As the virus came ashore, official Washington shoveled a lot of fake news about how it was a “Chinese virus” and we’d be fine. Meanwhile, Baker and Walsh stepped up to the podium and warned us the worst was happening here and now. They sent out signals of being confidently in control while steering the ship of state through the unknown waters of a pandemic. They represent different political parties but they work together admirably, even in the best of times.

Before COVID-19, when I would despair the fragmentation of our country, I could always feel proud about my little corner of the world. Right here, in the North End of Boston on the coastline of Massachusetts, things are humane, collegial, compassionate and in hand. Thank you Charlie and Marty. Our nation turns its lonely eyes to you.
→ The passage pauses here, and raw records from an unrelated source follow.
//! Error types for the radiobridge wire codecs

use thiserror::Error;

/// Errors raised while encoding or decoding bridge wire formats
#[derive(Error, Debug, Clone, PartialEq, Eq)]
pub enum ProtocolError {
    /// Frame header too short or address chain not terminated
    #[error("Malformed frame: {0}")]
    MalformedFrame(String),

    /// Wrapper version byte not recognised
    #[error("Unsupported wrapper version: 0x{0:02X}")]
    UnsupportedVersion(u8),

    /// Wrapper shorter than its header claims
    #[error("Truncated wrapper: need {expected} bytes, got {actual}")]
    TruncatedWrapper {
        /// Bytes required by the header
        expected: usize,
        /// Bytes actually present
        actual: usize,
    },

    /// Station address outside the allowed alphabet or range
    #[error("Invalid station address: {0}")]
    InvalidAddress(String),

    /// Topic does not fit the single length byte
    #[error("Topic too long: {len} bytes (max {max})")]
    TopicTooLong {
        /// Encoded topic length
        len: usize,
        /// Maximum encodable length
        max: usize,
    },

    /// Topic bytes are not valid UTF-8
    #[error("Topic is not valid UTF-8")]
    InvalidTopic,

    /// Frame body exceeds the modem's information field limit
    #[error("Frame too large: {size} bytes exceeds maximum of {max} bytes")]
    FrameTooLarge {
        /// Body size
        size: usize,
        /// Maximum allowed body size
        max: usize,
    },
}

impl ProtocolError {
    /// Get an error code for logging
    pub fn error_code(&self) -> &'static str {
        match self {
            ProtocolError::MalformedFrame(_) => "MALFORMED_FRAME",
            ProtocolError::UnsupportedVersion(_) => "UNSUPPORTED_VERSION",
            ProtocolError::TruncatedWrapper { .. } => "TRUNCATED_WRAPPER",
            ProtocolError::InvalidAddress(_) => "INVALID_ADDRESS",
            ProtocolError::TopicTooLong { .. } => "TOPIC_TOO_LONG",
            ProtocolError::InvalidTopic => "INVALID_TOPIC",
            ProtocolError::FrameTooLarge { .. } => "FRAME_TOO_LARGE",
        }
    }

    /// Whether this error came from decoding a payload wrapper
    pub fn is_wrapper_error(&self) -> bool {
        matches!(
            self,
            ProtocolError::UnsupportedVersion(_)
                | ProtocolError::TruncatedWrapper { .. }
                | ProtocolError::InvalidTopic
        )
    }
}

/// Result type alias for codec operations
pub type Result<T> = std::result::Result<T, ProtocolError>;

#[cfg(test)]
mod tests {
    use super::*;

    #[test]
    fn test_error_codes() {
        assert_eq!(
            ProtocolError::UnsupportedVersion(2).error_code(),
            "UNSUPPORTED_VERSION"
        );
        assert_eq!(
            ProtocolError::MalformedFrame("short".into()).error_code(),
            "MALFORMED_FRAME"
        );
    }

    #[test]
    fn test_wrapper_errors() {
        assert!(ProtocolError::UnsupportedVersion(7).is_wrapper_error());
        assert!(ProtocolError::TruncatedWrapper {
            expected: 10,
            actual: 4
        }
        .is_wrapper_error());
        assert!(!ProtocolError::MalformedFrame("x".into()).is_wrapper_error());
    }

    #[test]
    fn test_display_includes_sizes() {
        let err = ProtocolError::FrameTooLarge {
            size: 4000,
            max: 2048,
        };
        assert!(err.to_string().contains("4000"));
        assert!(err.to_string().contains("2048"));
        assert_eq!(
            ProtocolError::UnsupportedVersion(0x02).to_string(),
            "Unsupported wrapper version: 0x02"
        );
    }
}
Monica Collins lives on the Waterfront with husband Ben Alper and dog Dexter.

5 Replies to “Downtown Journal: Charlie and Marty, Leaders for Tough Times

  1. Sure beats New York, where de Blasio is described as ashen faced and begging. Hyserically attacking his governor and the U S government. The procurement system is broken where states and Federal Government are left competing against each other for critical supplies. Nothing has ever been forth coming from Washington, because it’s giant bureaucracy that just doesn’t move swiftly. States competing against each other assures that the wealthiest states get the resources, where the poorer states go wanting. Thus assuring a continuing pandemic, the spread that will never cease. The protection of the very old and people who are already afflicted with severe conditions is the main thing. The neighborhood appears to have mobilized on its on volition without any push from government. The best thing the elected should convey is strength and hope and not finger pointing. I have seen companies self destruct when finger pointing becomes the name of the game. It leads to blame, but immobilizes action. It’s all too common.

  2. I assume your post was directed to me? As for Trump he is a racist and there is an old Italian saying . “You can tell what’s in a person’s heart … by what comes out of their mouths” I’m surprised Trump hasn’t blamed Obama for the Civil War but that’s assuming Trump knew that this country had a Civil War.
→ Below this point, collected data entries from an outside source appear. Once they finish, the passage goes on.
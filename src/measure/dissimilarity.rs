//! Dissimilarity as the complement of a similarity.

use super::traits::PairwiseMeasure;

/// Largest dissimilarity value.
pub const MAX_DISSIMILARITY: f64 = 1.0;

/// `1 - similarity`, delegating caching and invalidation to the wrapped measure.
#[derive(Debug, Clone)]
pub struct Dissimilarity<S> {
    similarity: S,
}

impl<S: PairwiseMeasure> Dissimilarity<S> {
    /// Wrap a similarity in `[0, 1]`.
    pub fn new(similarity: S) -> Self {
        Self { similarity }
    }

    /// Underlying similarity.
    pub fn similarity(&self) -> &S {
        &self.similarity
    }

    /// Mutable access to the underlying similarity.
    pub fn similarity_mut(&mut self) -> &mut S {
        &mut self.similarity
    }

    /// Unwrap the similarity.
    pub fn into_inner(self) -> S {
        self.similarity
    }
}

impl<S: PairwiseMeasure> PairwiseMeasure for Dissimilarity<S> {
    fn len(&self) -> usize {
        self.similarity.len()
    }

    fn compute(&mut self, a: usize, b: usize) -> f64 {
        MAX_DISSIMILARITY - self.similarity.compute(a, b)
    }

    fn invalidate(&mut self) {
        self.similarity.invalidate()
    }
}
  3. Racism was added to this pathetic issue because the Chinese media (which you should know is not independent) accused the US military of initiating the virus in their country. Before that (I listen to some British news), one British finance analysis said the outbreak in China started in proximity of Chinese military biological weapons laboratory. The accusations started after that. I do not believe in anyway that the US military would ever deploy a chemical weapon. As a former member I am offended by the notion.

  4. Was listening to Bloomberg this morning, before the market. They broadcast from London and they aren’t bridled by American political correctness. They had Elizabeth Warren on, and she just got roasted😂. Jonathan would lay questions on her and she would just shout “Listen to me, Listen to me!” Finally ended her, saying you’ve got nothing, you’ve wasted our air time. Her mouth dropped open, you could shot golf balls into her mouth. They once cut Nuriel Robini off in one if nutty rants saying just stick to investments if you have any. They called the Chinese goverment , Just plain liars, you can’t believe anything they say. You could accuse them of being racists, but their British. Doesn’t fly there.

  5. people should take their national politics to FB or some other social media outlet of their choice. It has no place on a hyperlocal news blog.